**What you are asked to do:**
Among the entries below, find the lines that hold the word "PotentialDecl" and report them.

(Records from a data collection)
============
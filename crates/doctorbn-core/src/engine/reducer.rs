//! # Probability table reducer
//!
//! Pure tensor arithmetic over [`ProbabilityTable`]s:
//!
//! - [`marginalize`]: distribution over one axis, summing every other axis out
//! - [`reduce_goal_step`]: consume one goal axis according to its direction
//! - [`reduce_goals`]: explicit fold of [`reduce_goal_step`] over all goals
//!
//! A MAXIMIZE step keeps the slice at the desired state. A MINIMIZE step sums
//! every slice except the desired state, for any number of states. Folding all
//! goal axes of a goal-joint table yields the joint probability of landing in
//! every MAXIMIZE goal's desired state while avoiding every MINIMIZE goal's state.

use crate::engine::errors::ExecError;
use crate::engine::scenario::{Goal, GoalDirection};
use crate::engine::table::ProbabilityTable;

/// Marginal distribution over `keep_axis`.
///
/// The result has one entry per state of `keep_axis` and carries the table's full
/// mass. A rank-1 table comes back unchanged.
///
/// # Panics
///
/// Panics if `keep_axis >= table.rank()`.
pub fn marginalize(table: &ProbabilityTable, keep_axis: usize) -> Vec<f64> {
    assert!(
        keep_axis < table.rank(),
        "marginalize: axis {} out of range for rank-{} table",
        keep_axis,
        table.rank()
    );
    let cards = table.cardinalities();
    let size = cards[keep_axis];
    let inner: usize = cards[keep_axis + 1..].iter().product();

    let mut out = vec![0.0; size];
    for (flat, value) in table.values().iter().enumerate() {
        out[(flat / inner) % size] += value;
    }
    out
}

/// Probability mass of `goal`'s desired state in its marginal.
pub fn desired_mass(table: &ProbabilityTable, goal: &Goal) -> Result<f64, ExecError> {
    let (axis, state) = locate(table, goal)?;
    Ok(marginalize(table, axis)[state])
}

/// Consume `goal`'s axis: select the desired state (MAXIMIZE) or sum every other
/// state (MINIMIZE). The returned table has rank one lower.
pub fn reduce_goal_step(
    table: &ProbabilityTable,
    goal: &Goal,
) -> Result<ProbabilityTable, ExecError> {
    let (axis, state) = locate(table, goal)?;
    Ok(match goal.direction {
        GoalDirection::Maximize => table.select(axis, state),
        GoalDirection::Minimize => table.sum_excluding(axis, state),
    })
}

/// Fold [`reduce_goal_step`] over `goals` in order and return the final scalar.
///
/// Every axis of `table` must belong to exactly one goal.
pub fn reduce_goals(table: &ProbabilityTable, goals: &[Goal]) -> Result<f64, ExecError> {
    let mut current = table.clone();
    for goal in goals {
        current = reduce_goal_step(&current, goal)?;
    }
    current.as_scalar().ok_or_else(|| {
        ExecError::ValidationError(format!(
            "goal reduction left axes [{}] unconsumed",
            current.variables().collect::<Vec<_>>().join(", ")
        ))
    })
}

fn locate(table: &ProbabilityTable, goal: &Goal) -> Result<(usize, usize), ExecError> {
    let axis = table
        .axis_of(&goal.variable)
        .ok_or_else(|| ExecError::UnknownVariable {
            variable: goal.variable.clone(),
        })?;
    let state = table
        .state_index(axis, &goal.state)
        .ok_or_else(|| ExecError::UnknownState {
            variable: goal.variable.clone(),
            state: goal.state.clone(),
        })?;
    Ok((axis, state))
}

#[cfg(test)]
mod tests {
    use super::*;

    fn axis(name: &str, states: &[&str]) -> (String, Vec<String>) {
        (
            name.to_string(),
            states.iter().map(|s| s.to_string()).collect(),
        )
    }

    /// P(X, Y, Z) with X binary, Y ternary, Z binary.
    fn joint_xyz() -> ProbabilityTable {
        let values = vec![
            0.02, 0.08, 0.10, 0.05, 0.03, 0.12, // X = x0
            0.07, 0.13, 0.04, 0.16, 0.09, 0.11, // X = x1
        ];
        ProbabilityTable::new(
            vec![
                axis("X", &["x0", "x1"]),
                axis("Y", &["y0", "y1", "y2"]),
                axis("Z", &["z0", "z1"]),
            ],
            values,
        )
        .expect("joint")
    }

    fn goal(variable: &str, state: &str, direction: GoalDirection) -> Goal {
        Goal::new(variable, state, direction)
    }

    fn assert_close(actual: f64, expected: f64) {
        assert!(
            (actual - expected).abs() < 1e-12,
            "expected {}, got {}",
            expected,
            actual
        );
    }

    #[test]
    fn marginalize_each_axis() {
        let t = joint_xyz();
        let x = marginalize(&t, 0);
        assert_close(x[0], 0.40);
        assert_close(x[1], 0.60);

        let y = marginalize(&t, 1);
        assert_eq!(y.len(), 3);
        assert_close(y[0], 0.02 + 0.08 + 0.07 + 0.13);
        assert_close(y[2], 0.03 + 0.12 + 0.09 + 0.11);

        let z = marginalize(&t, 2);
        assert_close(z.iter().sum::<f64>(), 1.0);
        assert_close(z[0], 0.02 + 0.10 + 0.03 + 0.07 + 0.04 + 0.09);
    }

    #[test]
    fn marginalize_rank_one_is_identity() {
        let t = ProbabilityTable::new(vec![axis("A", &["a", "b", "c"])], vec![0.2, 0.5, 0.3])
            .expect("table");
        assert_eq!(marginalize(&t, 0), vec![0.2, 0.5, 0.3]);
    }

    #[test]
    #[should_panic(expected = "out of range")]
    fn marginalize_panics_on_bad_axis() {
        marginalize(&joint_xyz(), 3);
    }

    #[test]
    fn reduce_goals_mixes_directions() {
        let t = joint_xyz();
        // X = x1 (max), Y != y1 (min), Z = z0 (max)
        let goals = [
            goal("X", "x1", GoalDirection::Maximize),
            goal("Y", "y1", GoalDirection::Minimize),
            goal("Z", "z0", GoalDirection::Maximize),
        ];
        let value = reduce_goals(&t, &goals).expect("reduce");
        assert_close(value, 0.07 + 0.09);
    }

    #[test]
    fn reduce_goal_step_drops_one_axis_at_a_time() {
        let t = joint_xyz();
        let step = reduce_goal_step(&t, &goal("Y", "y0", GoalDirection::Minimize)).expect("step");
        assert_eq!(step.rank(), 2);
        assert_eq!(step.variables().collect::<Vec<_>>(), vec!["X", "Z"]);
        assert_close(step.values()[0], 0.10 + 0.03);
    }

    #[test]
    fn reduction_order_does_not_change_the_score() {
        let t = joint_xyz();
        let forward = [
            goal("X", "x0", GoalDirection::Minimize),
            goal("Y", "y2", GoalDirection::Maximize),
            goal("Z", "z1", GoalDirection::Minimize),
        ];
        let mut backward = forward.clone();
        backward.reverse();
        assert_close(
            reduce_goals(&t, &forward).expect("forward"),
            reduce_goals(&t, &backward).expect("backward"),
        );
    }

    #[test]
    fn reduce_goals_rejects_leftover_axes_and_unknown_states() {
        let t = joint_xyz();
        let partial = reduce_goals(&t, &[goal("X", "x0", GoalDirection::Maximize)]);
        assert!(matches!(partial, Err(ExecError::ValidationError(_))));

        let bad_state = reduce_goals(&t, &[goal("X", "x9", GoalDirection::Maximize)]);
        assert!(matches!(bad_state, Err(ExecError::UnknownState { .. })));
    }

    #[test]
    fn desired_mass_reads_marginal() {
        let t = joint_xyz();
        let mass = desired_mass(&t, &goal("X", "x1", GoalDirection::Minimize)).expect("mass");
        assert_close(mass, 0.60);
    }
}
============
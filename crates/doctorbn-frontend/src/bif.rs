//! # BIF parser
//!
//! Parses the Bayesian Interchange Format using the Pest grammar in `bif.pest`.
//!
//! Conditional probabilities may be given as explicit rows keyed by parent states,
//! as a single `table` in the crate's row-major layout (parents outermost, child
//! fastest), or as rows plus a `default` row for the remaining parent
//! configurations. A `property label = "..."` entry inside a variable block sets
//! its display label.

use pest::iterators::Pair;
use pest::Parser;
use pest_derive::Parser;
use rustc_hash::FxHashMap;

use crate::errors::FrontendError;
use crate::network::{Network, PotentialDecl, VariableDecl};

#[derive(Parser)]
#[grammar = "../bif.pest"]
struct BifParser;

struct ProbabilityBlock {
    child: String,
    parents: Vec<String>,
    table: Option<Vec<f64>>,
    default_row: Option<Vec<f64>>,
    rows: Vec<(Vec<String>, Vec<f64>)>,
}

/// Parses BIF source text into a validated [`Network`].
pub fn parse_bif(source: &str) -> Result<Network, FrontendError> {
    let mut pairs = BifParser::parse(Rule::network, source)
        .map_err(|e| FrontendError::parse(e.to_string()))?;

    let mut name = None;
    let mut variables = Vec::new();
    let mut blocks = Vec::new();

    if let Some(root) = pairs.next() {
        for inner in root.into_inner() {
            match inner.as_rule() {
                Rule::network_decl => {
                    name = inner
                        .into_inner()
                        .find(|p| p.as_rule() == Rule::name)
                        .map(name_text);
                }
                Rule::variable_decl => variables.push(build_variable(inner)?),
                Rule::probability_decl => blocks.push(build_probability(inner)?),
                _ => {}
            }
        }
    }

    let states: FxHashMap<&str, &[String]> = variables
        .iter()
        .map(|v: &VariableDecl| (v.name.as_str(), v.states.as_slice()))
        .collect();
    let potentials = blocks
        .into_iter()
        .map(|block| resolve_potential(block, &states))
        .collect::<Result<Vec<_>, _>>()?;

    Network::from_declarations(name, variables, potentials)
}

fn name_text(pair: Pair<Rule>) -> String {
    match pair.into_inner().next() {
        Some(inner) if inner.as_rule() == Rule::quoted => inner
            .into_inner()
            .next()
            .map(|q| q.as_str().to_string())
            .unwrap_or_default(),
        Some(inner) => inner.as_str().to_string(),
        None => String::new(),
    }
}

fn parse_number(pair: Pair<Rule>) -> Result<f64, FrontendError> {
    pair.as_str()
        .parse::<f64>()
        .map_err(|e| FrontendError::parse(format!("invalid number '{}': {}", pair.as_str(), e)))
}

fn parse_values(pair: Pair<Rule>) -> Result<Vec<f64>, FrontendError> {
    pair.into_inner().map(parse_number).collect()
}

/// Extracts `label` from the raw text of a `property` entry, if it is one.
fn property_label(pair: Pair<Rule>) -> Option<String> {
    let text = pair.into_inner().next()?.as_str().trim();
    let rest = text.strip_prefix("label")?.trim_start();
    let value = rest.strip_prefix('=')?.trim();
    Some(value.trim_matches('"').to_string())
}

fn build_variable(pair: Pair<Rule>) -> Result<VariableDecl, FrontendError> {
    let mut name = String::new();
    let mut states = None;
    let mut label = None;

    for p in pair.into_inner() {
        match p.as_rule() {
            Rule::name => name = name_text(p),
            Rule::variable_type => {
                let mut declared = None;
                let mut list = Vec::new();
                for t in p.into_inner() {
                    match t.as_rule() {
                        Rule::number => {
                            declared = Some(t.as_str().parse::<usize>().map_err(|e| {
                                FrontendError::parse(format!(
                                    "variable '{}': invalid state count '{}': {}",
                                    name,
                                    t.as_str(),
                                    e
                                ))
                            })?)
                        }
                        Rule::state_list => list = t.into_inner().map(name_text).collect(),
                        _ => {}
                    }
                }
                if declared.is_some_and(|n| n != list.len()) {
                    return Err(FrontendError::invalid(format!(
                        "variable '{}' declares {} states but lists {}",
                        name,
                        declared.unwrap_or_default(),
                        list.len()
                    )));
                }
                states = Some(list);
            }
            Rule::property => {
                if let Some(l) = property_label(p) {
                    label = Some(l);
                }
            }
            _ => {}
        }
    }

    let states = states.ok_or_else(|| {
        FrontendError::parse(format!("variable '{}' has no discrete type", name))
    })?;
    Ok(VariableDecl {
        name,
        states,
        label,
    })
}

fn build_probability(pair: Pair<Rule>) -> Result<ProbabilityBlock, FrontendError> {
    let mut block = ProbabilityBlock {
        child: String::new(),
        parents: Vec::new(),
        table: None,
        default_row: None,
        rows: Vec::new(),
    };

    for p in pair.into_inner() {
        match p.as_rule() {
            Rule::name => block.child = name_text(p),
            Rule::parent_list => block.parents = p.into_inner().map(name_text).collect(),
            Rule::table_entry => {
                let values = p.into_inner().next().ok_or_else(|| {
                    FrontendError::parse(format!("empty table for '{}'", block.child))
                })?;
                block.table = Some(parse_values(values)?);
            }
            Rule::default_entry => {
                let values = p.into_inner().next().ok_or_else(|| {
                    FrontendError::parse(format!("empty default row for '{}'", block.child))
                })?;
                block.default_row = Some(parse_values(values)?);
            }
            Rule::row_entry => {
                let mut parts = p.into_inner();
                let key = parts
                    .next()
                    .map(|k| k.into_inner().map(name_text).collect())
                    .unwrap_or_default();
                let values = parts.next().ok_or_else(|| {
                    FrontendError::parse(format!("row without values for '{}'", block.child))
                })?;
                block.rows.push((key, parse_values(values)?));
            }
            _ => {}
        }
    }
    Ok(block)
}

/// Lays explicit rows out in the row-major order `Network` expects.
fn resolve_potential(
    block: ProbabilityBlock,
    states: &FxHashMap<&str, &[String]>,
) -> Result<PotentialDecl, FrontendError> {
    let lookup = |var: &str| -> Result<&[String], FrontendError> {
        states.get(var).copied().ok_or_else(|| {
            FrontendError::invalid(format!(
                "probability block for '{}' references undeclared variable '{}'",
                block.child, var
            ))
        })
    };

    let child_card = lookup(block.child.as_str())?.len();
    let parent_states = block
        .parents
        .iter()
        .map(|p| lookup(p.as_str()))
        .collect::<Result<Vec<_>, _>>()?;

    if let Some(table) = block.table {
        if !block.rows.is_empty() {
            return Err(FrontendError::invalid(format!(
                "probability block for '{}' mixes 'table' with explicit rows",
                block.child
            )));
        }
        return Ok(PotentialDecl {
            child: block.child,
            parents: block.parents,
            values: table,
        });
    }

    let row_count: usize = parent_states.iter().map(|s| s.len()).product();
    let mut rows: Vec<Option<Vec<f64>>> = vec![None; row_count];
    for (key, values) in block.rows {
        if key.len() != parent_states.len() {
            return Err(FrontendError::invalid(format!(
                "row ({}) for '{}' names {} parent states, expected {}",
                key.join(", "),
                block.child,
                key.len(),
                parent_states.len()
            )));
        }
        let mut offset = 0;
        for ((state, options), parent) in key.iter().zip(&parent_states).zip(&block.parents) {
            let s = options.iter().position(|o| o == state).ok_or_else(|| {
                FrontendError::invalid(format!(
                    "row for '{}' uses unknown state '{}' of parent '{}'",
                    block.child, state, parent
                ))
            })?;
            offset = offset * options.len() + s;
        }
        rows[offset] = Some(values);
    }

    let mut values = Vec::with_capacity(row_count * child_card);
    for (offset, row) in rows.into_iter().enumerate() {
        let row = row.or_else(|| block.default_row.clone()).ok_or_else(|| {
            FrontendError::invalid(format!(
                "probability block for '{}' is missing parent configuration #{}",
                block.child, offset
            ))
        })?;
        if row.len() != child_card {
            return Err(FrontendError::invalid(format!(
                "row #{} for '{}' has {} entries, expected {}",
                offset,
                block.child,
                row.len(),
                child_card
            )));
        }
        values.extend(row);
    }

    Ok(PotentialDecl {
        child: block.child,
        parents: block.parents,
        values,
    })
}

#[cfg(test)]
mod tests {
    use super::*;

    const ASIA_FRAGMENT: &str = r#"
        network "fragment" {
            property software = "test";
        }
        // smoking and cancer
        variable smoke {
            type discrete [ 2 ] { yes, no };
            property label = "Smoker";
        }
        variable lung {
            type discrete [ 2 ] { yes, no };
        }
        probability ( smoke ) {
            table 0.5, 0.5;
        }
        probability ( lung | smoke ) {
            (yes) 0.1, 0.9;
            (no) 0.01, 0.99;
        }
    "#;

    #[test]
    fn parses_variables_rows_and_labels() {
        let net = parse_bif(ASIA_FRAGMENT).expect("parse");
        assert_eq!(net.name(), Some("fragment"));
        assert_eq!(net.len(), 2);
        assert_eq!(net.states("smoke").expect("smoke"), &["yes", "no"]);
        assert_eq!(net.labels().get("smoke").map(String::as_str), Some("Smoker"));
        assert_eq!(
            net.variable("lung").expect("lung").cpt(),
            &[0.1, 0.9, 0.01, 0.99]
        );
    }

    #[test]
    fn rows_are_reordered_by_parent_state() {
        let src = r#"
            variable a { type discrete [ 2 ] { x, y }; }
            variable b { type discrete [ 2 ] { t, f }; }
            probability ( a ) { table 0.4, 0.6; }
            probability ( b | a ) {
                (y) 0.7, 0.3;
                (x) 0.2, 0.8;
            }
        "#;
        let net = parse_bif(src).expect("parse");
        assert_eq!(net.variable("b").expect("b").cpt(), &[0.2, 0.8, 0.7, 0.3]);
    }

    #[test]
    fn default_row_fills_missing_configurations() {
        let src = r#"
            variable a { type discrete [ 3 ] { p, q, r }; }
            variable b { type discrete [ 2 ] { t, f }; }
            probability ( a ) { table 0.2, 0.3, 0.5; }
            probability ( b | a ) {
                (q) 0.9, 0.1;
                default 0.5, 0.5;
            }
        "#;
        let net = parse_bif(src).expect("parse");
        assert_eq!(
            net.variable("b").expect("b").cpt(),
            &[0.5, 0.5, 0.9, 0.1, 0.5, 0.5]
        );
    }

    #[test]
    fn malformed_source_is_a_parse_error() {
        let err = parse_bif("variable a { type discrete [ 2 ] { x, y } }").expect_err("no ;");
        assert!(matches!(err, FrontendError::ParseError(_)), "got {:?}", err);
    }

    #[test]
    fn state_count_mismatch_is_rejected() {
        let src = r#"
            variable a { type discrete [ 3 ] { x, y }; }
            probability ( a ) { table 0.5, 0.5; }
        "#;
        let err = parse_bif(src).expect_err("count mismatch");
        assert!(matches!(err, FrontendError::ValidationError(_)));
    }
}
============
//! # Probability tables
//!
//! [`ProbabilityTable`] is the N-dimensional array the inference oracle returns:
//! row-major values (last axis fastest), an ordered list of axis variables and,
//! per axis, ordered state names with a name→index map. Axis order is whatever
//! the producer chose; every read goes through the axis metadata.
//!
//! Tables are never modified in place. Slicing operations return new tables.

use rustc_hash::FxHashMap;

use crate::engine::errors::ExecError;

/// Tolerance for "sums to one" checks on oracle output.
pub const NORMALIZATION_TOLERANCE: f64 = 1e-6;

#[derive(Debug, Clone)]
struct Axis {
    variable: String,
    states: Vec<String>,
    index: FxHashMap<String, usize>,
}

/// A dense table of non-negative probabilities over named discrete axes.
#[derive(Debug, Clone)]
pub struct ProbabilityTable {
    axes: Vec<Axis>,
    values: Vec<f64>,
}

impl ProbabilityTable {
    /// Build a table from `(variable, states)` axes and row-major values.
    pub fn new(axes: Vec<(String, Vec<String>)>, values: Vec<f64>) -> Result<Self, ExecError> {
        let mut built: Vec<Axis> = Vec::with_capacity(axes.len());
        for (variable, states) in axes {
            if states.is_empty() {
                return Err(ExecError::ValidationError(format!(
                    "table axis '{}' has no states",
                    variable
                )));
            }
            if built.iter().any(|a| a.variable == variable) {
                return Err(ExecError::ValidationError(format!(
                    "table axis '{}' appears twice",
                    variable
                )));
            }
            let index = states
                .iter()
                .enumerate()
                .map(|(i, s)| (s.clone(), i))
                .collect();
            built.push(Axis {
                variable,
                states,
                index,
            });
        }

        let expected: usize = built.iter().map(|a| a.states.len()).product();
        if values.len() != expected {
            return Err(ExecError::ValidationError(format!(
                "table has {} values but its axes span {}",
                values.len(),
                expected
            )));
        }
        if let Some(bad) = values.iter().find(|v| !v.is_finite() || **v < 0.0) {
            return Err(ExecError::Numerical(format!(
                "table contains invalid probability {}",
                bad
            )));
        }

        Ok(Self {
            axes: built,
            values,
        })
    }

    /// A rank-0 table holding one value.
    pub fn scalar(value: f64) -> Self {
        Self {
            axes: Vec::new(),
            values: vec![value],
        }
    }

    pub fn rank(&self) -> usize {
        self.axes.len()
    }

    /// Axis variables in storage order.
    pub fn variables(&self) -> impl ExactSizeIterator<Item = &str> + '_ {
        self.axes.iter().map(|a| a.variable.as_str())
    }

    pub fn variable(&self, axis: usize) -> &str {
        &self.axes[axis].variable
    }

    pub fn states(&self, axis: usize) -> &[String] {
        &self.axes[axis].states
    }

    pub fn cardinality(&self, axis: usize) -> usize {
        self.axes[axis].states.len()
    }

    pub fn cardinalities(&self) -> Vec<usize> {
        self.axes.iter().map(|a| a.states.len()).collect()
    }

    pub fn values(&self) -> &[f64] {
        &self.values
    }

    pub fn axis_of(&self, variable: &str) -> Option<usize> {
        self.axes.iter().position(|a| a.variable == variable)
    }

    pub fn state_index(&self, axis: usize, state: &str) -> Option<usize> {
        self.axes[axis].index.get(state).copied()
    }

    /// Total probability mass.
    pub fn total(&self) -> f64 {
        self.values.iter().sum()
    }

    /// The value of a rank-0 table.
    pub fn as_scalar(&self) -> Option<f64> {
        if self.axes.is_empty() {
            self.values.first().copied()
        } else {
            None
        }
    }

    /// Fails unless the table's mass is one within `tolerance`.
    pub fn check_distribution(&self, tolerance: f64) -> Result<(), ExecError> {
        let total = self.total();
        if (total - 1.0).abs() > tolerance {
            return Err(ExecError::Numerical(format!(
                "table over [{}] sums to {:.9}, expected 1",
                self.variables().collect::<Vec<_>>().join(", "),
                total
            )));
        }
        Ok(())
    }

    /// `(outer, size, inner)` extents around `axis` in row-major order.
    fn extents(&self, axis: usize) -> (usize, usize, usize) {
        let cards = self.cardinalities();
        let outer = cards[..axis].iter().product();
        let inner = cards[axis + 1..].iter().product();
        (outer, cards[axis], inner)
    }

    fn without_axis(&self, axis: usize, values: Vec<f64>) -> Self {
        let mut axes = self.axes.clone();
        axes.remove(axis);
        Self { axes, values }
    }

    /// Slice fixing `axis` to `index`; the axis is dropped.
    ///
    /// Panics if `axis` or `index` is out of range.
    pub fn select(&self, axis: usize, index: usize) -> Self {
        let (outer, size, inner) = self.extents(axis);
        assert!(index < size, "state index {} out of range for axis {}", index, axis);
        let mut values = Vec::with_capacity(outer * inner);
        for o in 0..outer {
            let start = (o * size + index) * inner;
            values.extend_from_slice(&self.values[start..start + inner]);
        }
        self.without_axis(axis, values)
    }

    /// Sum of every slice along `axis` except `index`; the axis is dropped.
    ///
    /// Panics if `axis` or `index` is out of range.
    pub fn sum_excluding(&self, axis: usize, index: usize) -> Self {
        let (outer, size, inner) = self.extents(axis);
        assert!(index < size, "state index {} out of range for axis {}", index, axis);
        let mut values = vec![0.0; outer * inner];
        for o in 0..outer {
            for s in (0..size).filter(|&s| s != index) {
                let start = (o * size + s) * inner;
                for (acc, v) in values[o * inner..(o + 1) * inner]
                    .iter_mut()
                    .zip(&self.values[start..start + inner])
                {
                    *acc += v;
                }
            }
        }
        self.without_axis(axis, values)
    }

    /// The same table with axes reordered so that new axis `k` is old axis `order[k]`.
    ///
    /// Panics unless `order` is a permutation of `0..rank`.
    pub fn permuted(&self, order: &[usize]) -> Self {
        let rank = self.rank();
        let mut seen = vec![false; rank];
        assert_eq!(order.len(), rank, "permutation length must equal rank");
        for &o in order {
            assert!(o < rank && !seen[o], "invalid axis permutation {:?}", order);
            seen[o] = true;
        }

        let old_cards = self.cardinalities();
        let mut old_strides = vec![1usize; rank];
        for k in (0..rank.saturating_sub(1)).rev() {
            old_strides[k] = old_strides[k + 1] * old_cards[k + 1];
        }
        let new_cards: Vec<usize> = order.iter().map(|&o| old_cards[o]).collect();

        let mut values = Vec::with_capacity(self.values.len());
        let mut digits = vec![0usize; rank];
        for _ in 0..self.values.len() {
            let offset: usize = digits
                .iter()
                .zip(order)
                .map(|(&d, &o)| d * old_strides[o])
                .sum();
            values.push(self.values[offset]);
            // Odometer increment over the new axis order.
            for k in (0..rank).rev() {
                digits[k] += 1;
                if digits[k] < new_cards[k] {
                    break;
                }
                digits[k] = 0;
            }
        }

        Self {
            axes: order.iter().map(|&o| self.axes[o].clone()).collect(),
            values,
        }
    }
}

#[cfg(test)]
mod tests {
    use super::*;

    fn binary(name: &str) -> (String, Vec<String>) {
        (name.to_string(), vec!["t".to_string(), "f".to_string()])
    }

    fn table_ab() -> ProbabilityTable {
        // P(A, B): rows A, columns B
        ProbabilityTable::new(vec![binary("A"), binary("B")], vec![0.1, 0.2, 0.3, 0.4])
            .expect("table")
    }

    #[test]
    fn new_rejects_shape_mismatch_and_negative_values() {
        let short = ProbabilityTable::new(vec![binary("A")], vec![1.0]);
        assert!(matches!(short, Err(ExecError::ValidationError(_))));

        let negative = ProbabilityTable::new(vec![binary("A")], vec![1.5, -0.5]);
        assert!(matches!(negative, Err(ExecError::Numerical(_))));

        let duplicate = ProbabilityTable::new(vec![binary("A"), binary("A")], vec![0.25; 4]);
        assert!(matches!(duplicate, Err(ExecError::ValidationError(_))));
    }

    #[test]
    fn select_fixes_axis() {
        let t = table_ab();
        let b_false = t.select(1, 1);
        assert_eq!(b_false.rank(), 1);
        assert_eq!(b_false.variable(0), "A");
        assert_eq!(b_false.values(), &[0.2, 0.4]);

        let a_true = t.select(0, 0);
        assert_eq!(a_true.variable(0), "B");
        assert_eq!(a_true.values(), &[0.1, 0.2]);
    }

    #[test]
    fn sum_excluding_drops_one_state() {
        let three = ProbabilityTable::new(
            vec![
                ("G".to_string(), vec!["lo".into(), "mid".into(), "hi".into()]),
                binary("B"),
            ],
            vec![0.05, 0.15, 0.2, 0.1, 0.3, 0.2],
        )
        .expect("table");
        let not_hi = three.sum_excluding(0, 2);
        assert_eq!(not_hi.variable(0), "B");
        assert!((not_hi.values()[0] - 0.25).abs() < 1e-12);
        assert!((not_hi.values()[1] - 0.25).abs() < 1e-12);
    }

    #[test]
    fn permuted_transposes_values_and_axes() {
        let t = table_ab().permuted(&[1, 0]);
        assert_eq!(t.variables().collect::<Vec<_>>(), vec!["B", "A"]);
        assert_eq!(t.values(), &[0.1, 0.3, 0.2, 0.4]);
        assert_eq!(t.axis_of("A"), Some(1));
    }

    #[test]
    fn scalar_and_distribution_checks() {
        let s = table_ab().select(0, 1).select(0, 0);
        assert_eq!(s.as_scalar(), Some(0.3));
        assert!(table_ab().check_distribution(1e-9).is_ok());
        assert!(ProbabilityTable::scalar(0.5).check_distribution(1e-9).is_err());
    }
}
============
**Response:**
use crate::network::{Network, PotentialDecl, VariableDecl};
) -> Result<PotentialDecl, FrontendError> {
        return Ok(PotentialDecl {
    Ok(PotentialDecl {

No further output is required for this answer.